Celebrating the end of one year and the beginning of a new one has become synonymous with establishing resolutions for the 12 months ahead. Marking the new year with a list of goals—whether lofty or simple—is a chance to improve upon the year prior.
The practice requires a bit of introspection to identify the areas of life that weren't quite up to snuff and a commitment to making changes. Either way, resolutions aren't for the faint of heart, as the follow-through might be the hardest part of the whole process. In fact, a mere 8% of people achieve the goals they set for themselves on New Year's Eve, according to research out of the University of Scranton.
As physical therapists, we acknowledge that we can do better, too. Whether it's spending more time with our families, adhering to a more consistent sleep schedule, or learning a new sport, we scratch out the same lists everyone does at this time of the year. But on a professional front, we've added a new goal for 2017: attaching a better definition to the term "physical therapist." 
Chances are you know someone who recently had physical therapy, or maybe you even went yourself. But we are willing to bet you'd have trouble coming up with a quick way to define the service. We're here to help! By background and training, physical therapists are movement specialists. Simple, right? We specialize in movement.
We spend our days helping those who are having trouble moving due to a variety of causes. We diagnose, evaluate, educate, treat, and prevent depending on the individual case. We handily teach patients how to prevent or manage their conditions in order to achieve long-term health benefits. Most of all, physical therapists help patients return to the activities they once enjoyed: time with family, school, work, and physical activities. Much of the work in physical therapy involves setting goals for patients to reach. We develop plans to reduce pain, promote movement, and restore function and we help you meet those goals one step at a time. Let's work together to reach our goals in 2017, and keep each other on track!

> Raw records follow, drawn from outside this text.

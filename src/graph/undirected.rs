//! Explicit undirected graph with owned edge and incidence lists.

use crate::error::{Error, Result};
use crate::graph::Graph;
use crate::INVALID;

/// An undirected graph storing an ordered edge sequence and per-vertex
/// incidence lists.
///
/// Edges are stored as `(s, t)` with `s <= t`; parallel edges and self loops
/// are permitted. Removing an edge turns its slot into
/// `(INVALID, INVALID)` while preserving the identifiers of all other
/// edges, so `num_edges` counts slots and [`Graph::degree`] counts live
/// incidences.
#[derive(Debug, Clone, Default)]
pub struct UndirectedGraph {
    edges: Vec<(usize, usize)>,
    // (edge_id, neighbor) pairs, in insertion order
    incidences: Vec<Vec<(usize, usize)>>,
}

impl UndirectedGraph {
    /// Create a graph with `n` vertices and no edges.
    pub fn new(n: usize) -> Self {
        UndirectedGraph {
            edges: Vec::new(),
            incidences: vec![Vec::new(); n],
        }
    }

    /// Add a new isolated vertex and return its identifier.
    pub fn add_vertex(&mut self) -> usize {
        self.incidences.push(Vec::new());
        self.incidences.len() - 1
    }

    /// Add an edge between `s` and `t` and return its identifier.
    ///
    /// Fails with `InvalidArgument` if either endpoint is out of range.
    pub fn add_edge(&mut self, s: usize, t: usize) -> Result<usize> {
        let n = self.num_vertices();
        if s >= n || t >= n {
            return Err(Error::invalid(format!(
                "edge ({s}, {t}) has an endpoint outside the vertex range [0, {n})"
            )));
        }
        let (s, t) = if s <= t { (s, t) } else { (t, s) };
        let e = self.edges.len();
        self.edges.push((s, t));
        self.incidences[s].push((e, t));
        self.incidences[t].push((e, s));
        Ok(e)
    }

    /// Add one edge per `(sources[i], targets[i])` pair.
    ///
    /// Fails with `InvalidArgument` if the two slices differ in length or an
    /// endpoint is out of range; no edge is added in that case.
    pub fn add_edges(&mut self, sources: &[usize], targets: &[usize]) -> Result<()> {
        if sources.len() != targets.len() {
            return Err(Error::invalid("sources and targets must have the same length"));
        }
        let n = self.num_vertices();
        if let Some((&s, &t)) = sources
            .iter()
            .zip(targets)
            .find(|&(&s, &t)| s >= n || t >= n)
        {
            return Err(Error::invalid(format!(
                "edge ({s}, {t}) has an endpoint outside the vertex range [0, {n})"
            )));
        }
        for (&s, &t) in sources.iter().zip(targets) {
            self.add_edge(s, t)?;
        }
        Ok(())
    }

    /// Remove the edge with identifier `e`.
    ///
    /// The edge slot becomes `(INVALID, INVALID)` and keeps its identifier;
    /// subsequent ids are unaffected. Fails with `OutOfRange` if `e` is not
    /// a valid identifier and with `InvalidArgument` if the edge was already
    /// removed.
    pub fn remove_edge(&mut self, e: usize) -> Result<()> {
        if e >= self.edges.len() {
            return Err(Error::out_of_range(format!(
                "edge id {e} outside [0, {})",
                self.edges.len()
            )));
        }
        let (s, t) = self.edges[e];
        if s == INVALID {
            return Err(Error::invalid(format!("edge {e} was already removed")));
        }
        self.edges[e] = (INVALID, INVALID);
        self.incidences[s].retain(|&(id, _)| id != e);
        if t != s {
            self.incidences[t].retain(|&(id, _)| id != e);
        }
        Ok(())
    }

    /// Source endpoints of all edge slots.
    pub fn sources(&self) -> Vec<usize> {
        self.edges.iter().map(|&(s, _)| s).collect()
    }

    /// Target endpoints of all edge slots.
    pub fn targets(&self) -> Vec<usize> {
        self.edges.iter().map(|&(_, t)| t).collect()
    }
}

/// Iterator over the neighbors of a vertex.
#[derive(Debug, Clone)]
pub struct Neighbors<'a> {
    inner: std::slice::Iter<'a, (usize, usize)>,
}

impl Iterator for Neighbors<'_> {
    type Item = usize;

    fn next(&mut self) -> Option<usize> {
        self.inner.next().map(|&(_, n)| n)
    }

    fn size_hint(&self) -> (usize, Option<usize>) {
        self.inner.size_hint()
    }
}

/// Iterator over the `(edge_id, neighbor)` incidences of a vertex.
#[derive(Debug, Clone)]
pub struct Incidences<'a> {
    inner: std::slice::Iter<'a, (usize, usize)>,
}

impl Iterator for Incidences<'_> {
    type Item = (usize, usize);

    fn next(&mut self) -> Option<(usize, usize)> {
        self.inner.next().copied()
    }

    fn size_hint(&self) -> (usize, Option<usize>) {
        self.inner.size_hint()
    }
}

impl Graph for UndirectedGraph {
    type Neighbors<'a> = Neighbors<'a>;
    type Incidences<'a> = Incidences<'a>;
    type Edges<'a> = std::iter::Copied<std::slice::Iter<'a, (usize, usize)>>;

    fn num_vertices(&self) -> usize {
        self.incidences.len()
    }

    fn num_edges(&self) -> usize {
        self.edges.len()
    }

    fn adjacent_vertices(&self, v: usize) -> Neighbors<'_> {
        Neighbors { inner: self.incidences[v].iter() }
    }

    fn incidences(&self, v: usize) -> Incidences<'_> {
        Incidences { inner: self.incidences[v].iter() }
    }

    fn edges(&self) -> Self::Edges<'_> {
        self.edges.iter().copied()
    }

    fn edge_from_id(&self, e: usize) -> Result<(usize, usize)> {
        self.edges
            .get(e)
            .copied()
            .ok_or_else(|| Error::out_of_range(format!("edge id {e} outside [0, {})", self.edges.len())))
    }

    fn degree(&self, v: usize) -> usize {
        self.incidences[v].len()
    }
}

#[cfg(test)]
mod tests {
    use super::*;

    #[test]
    fn add_and_query() {
        let mut g = UndirectedGraph::new(4);
        let e0 = g.add_edge(0, 1).unwrap();
        let e1 = g.add_edge(3, 1).unwrap();
        let e2 = g.add_edge(1, 2).unwrap();
        assert_eq!((e0, e1, e2), (0, 1, 2));
        assert_eq!(g.num_vertices(), 4);
        assert_eq!(g.num_edges(), 3);
        // normalized to (s, t) with s <= t
        assert_eq!(g.edge_from_id(1).unwrap(), (1, 3));
        assert_eq!(g.edges().collect::<Vec<_>>(), vec![(0, 1), (1, 3), (1, 2)]);
        assert_eq!(g.degree(1), 3);
        assert_eq!(g.adjacent_vertices(1).collect::<Vec<_>>(), vec![0, 3, 2]);
        assert_eq!(g.incidences(1).collect::<Vec<_>>(), vec![(0, 0), (1, 3), (2, 2)]);
        assert_eq!(g.out_edges(1).collect::<Vec<_>>(), vec![(1, 0), (1, 3), (1, 2)]);
        assert_eq!(g.in_edges(1).collect::<Vec<_>>(), vec![(0, 1), (3, 1), (2, 1)]);
    }

    #[test]
    fn removal_keeps_edge_ids() {
        let mut g = UndirectedGraph::new(3);
        g.add_edge(0, 1).unwrap();
        g.add_edge(1, 2).unwrap();
        g.add_edge(0, 2).unwrap();
        g.remove_edge(1).unwrap();

        // the slot is kept, ids are stable
        assert_eq!(g.num_edges(), 3);
        assert_eq!(g.edge_from_id(1).unwrap(), (INVALID, INVALID));
        assert_eq!(g.edge_from_id(2).unwrap(), (0, 2));
        assert_eq!(g.degree(1), 1);
        assert_eq!(g.degree(2), 1);
        assert!(g.remove_edge(1).is_err());
        assert!(g.remove_edge(7).is_err());
    }

    #[test]
    fn parallel_edges_and_self_loops() {
        let mut g = UndirectedGraph::new(2);
        g.add_edge(0, 1).unwrap();
        g.add_edge(1, 0).unwrap();
        g.add_edge(0, 0).unwrap();
        assert_eq!(g.num_edges(), 3);
        assert_eq!(g.degree(0), 4);
        assert_eq!(g.degree(1), 2);
    }

    #[test]
    fn out_of_range_endpoint() {
        let mut g = UndirectedGraph::new(2);
        assert!(g.add_edge(0, 2).is_err());
        assert!(g.edge_from_id(0).is_err());
    }
}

Try These Five Healthy Habits for the New Year 

  1. Drink water instead of Soda or Sugary Drinks
  2. Fill up on Protein and Veggies first
  3. Exercise as much as you watch TV
  4. Be Positive about Food
  5. Don't Sweat the Small Stuff

 PT Give Away: We will be doing a drawing for 3 FREE Personal Training Sessions with Certified Personal Trainer Cris Edmonds.  Do the following to gain entries: 

  • Like our Facebook Page
  • Share one of our Posts on Twitter or Facebook
  • Refer a friend for Personal Training or Physical Therapy

Lucas Therapies is committed to helping you reach your 2017 goals by providing a variety of wellness services, from Personal Training to diet and nutrition advice.  Contact us at 540.772.8022 or This email address is being protected from spambots. You need JavaScript enabled to view it. to set-up your free assessment.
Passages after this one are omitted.